ASSIGNMENT ::
Take the data and return it in full. Change nothing.

[Dataset items]

******************************

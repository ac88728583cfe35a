//! Armour line (factory method)
//!
//! Every armour creator reports durability the same way; creators differ only
//! in which piece they forge.

use kiln_core::{Creator, CreatorRegistry, ProductLine, Rendition, Result, VariantKey};
use serde::{Deserialize, Serialize};
use std::fmt;
use std::sync::Arc;

pub const LINE: &str = "armour";
pub const HELMET: &str = "helmet";
pub const PAULDRON: &str = "pauldron";

/// Durability of one armour piece
#[derive(Debug, Clone, PartialEq, Eq, Serialize, Deserialize)]
pub struct Durability {
    pub piece: String,
    pub current: u32,
    pub max: u32,
}

impl Durability {
    /// Durability of an undamaged piece
    pub fn full(piece: impl Into<String>, max: u32) -> Self {
        Self {
            piece: piece.into(),
            current: max,
            max,
        }
    }

    pub fn ratio(&self) -> f64 {
        if self.max == 0 {
            return 0.0;
        }
        f64::from(self.current) / f64::from(self.max)
    }
}

impl fmt::Display for Durability {
    fn fmt(&self, f: &mut fmt::Formatter<'_>) -> fmt::Result {
        write!(f, "{} durability: {}/{}", self.piece, self.current, self.max)
    }
}

pub trait Armour {
    fn durability(&self) -> Durability;
}

pub struct Helmet;
pub struct Pauldron;

impl Armour for Helmet {
    fn durability(&self) -> Durability {
        Durability::full("Helmet", 300)
    }
}

impl Armour for Pauldron {
    fn durability(&self) -> Durability {
        Durability::full("Pauldron", 400)
    }
}

/// Outcome of the armour line's template operation
#[derive(Debug, Clone, PartialEq, Eq, Serialize, Deserialize)]
pub struct DurabilityReport {
    pub durability: Durability,
}

impl DurabilityReport {
    pub fn summary(&self) -> String {
        format!("Durability: {}", self.durability)
    }

    /// Rendition of this report, attributed to the creator key it came from
    pub fn rendition(&self, creator: impl Into<VariantKey>) -> Rendition {
        Rendition::new(creator, LINE, self.summary())
    }
}

/// Shared logic of every armour creator
pub struct ArmourLine;

impl ProductLine for ArmourLine {
    type Product = dyn Armour;
    type Output = DurabilityReport;

    fn operate(product: &Self::Product) -> DurabilityReport {
        DurabilityReport {
            durability: product.durability(),
        }
    }
}

pub struct HelmetCreator;

impl Creator for HelmetCreator {
    type Line = ArmourLine;

    fn factory_method(&self) -> Result<Box<dyn Armour>> {
        Ok(Box::new(Helmet))
    }
}

pub struct PauldronCreator;

impl Creator for PauldronCreator {
    type Line = ArmourLine;

    fn factory_method(&self) -> Result<Box<dyn Armour>> {
        Ok(Box::new(Pauldron))
    }
}

pub fn registry() -> Result<CreatorRegistry<ArmourLine>> {
    CreatorRegistry::new(LINE)
        .with(HELMET, || -> Arc<dyn Creator<Line = ArmourLine>> { Arc::new(HelmetCreator) })?
        .with(PAULDRON, || -> Arc<dyn Creator<Line = ArmourLine>> {
            Arc::new(PauldronCreator)
        })
}

#[cfg(test)]
mod tests {
    use super::*;
    use kiln_core::TemplateOperation;

    /// A piece added after the line was written: only a creator is needed.
    struct Gauntlet;

    impl Armour for Gauntlet {
        fn durability(&self) -> Durability {
            Durability {
                piece: "Gauntlet".into(),
                current: 120,
                max: 150,
            }
        }
    }

    struct GauntletCreator;

    impl Creator for GauntletCreator {
        type Line = ArmourLine;

        fn factory_method(&self) -> Result<Box<dyn Armour>> {
            Ok(Box::new(Gauntlet))
        }
    }

    #[test]
    fn helmet_report() {
        let report = HelmetCreator.template_operation().unwrap();
        assert_eq!(report.durability, Durability::full("Helmet", 300));
        assert_eq!(report.summary(), "Durability: Helmet durability: 300/300");
    }

    #[test]
    fn resolved_pauldron_report() {
        let registry = registry().unwrap();
        let creator = registry.resolve_creator(PAULDRON).unwrap();
        let report = creator.template_operation().unwrap();
        assert_eq!(report.durability.max, 400);
    }

    #[test]
    fn new_creator_needs_no_line_changes() {
        let report = GauntletCreator.template_operation().unwrap();
        assert_eq!(report.durability.piece, "Gauntlet");
        assert!((report.durability.ratio() - 0.8).abs() < f64::EPSILON);
    }

    #[test]
    fn rendition_is_attributed_to_creator_key() {
        let report = GauntletCreator.template_operation().unwrap();
        let rendition = report.rendition("gauntlet-mk2");
        assert_eq!(rendition.variant, "gauntlet-mk2");
        assert_eq!(rendition.role, LINE);
        assert_eq!(rendition.detail, "Durability: Gauntlet durability: 120/150");
    }

    #[test]
    fn unknown_piece_fails_closed() {
        let registry = registry().unwrap();
        assert!(registry.resolve_creator("greaves").is_err());
    }
}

******************************

OUTPUT ::
repository ac88728583cfe35a
//! Armour line (factory method)
//!
//! Every armour creator reports durability the same way; creators differ only
//! in which piece they forge.

use kiln_core::{Creator, CreatorRegistry, ProductLine, Rendition, Result, VariantKey};
use serde::{Deserialize, Serialize};
use std::fmt;
use std::sync::Arc;

pub const LINE: &str = "armour";
pub const HELMET: &str = "helmet";
pub const PAULDRON: &str = "pauldron";

/// Durability of one armour piece
#[derive(Debug, Clone, PartialEq, Eq, Serialize, Deserialize)]
pub struct Durability {
    pub piece: String,
    pub current: u32,
    pub max: u32,
}

impl Durability {
    /// Durability of an undamaged piece
    pub fn full(piece: impl Into<String>, max: u32) -> Self {
        Self {
            piece: piece.into(),
            current: max,
            max,
        }
    }

    pub fn ratio(&self) -> f64 {
        if self.max == 0 {
            return 0.0;
        }
        f64::from(self.current) / f64::from(self.max)
    }
}

impl fmt::Display for Durability {
    fn fmt(&self, f: &mut fmt::Formatter<'_>) -> fmt::Result {
        write!(f, "{} durability: {}/{}", self.piece, self.current, self.max)
    }
}

pub trait Armour {
    fn durability(&self) -> Durability;
}

pub struct Helmet;
pub struct Pauldron;

impl Armour for Helmet {
    fn durability(&self) -> Durability {
        Durability::full("Helmet", 300)
    }
}

impl Armour for Pauldron {
    fn durability(&self) -> Durability {
        Durability::full("Pauldron", 400)
    }
}

/// Outcome of the armour line's template operation
#[derive(Debug, Clone, PartialEq, Eq, Serialize, Deserialize)]
pub struct DurabilityReport {
    pub durability: Durability,
}

impl DurabilityReport {
    pub fn summary(&self) -> String {
        format!("Durability: {}", self.durability)
    }

    /// Rendition of this report, attributed to the creator key it came from
    pub fn rendition(&self, creator: impl Into<VariantKey>) -> Rendition {
        Rendition::new(creator, LINE, self.summary())
    }
}

/// Shared logic of every armour creator
pub struct ArmourLine;

impl ProductLine for ArmourLine {
    type Product = dyn Armour;
    type Output = DurabilityReport;

    fn operate(product: &Self::Product) -> DurabilityReport {
        DurabilityReport {
            durability: product.durability(),
        }
    }
}

pub struct HelmetCreator;

impl Creator for HelmetCreator {
    type Line = ArmourLine;

    fn factory_method(&self) -> Result<Box<dyn Armour>> {
        Ok(Box::new(Helmet))
    }
}

pub struct PauldronCreator;

impl Creator for PauldronCreator {
    type Line = ArmourLine;

    fn factory_method(&self) -> Result<Box<dyn Armour>> {
        Ok(Box::new(Pauldron))
    }
}

pub fn registry() -> Result<CreatorRegistry<ArmourLine>> {
    CreatorRegistry::new(LINE)
        .with(HELMET, || -> Arc<dyn Creator<Line = ArmourLine>> { Arc::new(HelmetCreator) })?
        .with(PAULDRON, || -> Arc<dyn Creator<Line = ArmourLine>> {
            Arc::new(PauldronCreator)
        })
}

#[cfg(test)]
mod tests {
    use super::*;
    use kiln_core::TemplateOperation;

    /// A piece added after the line was written: only a creator is needed.
    struct Gauntlet;

    impl Armour for Gauntlet {
        fn durability(&self) -> Durability {
            Durability {
                piece: "Gauntlet".into(),
                current: 120,
                max: 150,
            }
        }
    }

    struct GauntletCreator;

    impl Creator for GauntletCreator {
        type Line = ArmourLine;

        fn factory_method(&self) -> Result<Box<dyn Armour>> {
            Ok(Box::new(Gauntlet))
        }
    }

    #[test]
    fn helmet_report() {
        let report = HelmetCreator.template_operation().unwrap();
        assert_eq!(report.durability, Durability::full("Helmet", 300));
        assert_eq!(report.summary(), "Durability: Helmet durability: 300/300");
    }

    #[test]
    fn resolved_pauldron_report() {
        let registry = registry().unwrap();
        let creator = registry.resolve_creator(PAULDRON).unwrap();
        let report = creator.template_operation().unwrap();
        assert_eq!(report.durability.max, 400);
    }

    #[test]
    fn new_creator_needs_no_line_changes() {
        let report = GauntletCreator.template_operation().unwrap();
        assert_eq!(report.durability.piece, "Gauntlet");
        assert!((report.durability.ratio() - 0.8).abs() < f64::EPSILON);
    }

    #[test]
    fn rendition_is_attributed_to_creator_key() {
        let report = GauntletCreator.template_operation().unwrap();
        let rendition = report.rendition("gauntlet-mk2");
        assert_eq!(rendition.variant, "gauntlet-mk2");
        assert_eq!(rendition.role, LINE);
        assert_eq!(rendition.detail, "Durability: Gauntlet durability: 120/150");
    }

    #[test]
    fn unknown_piece_fails_closed() {
        let registry = registry().unwrap();
        assert!(registry.resolve_creator("greaves").is_err());
    }
}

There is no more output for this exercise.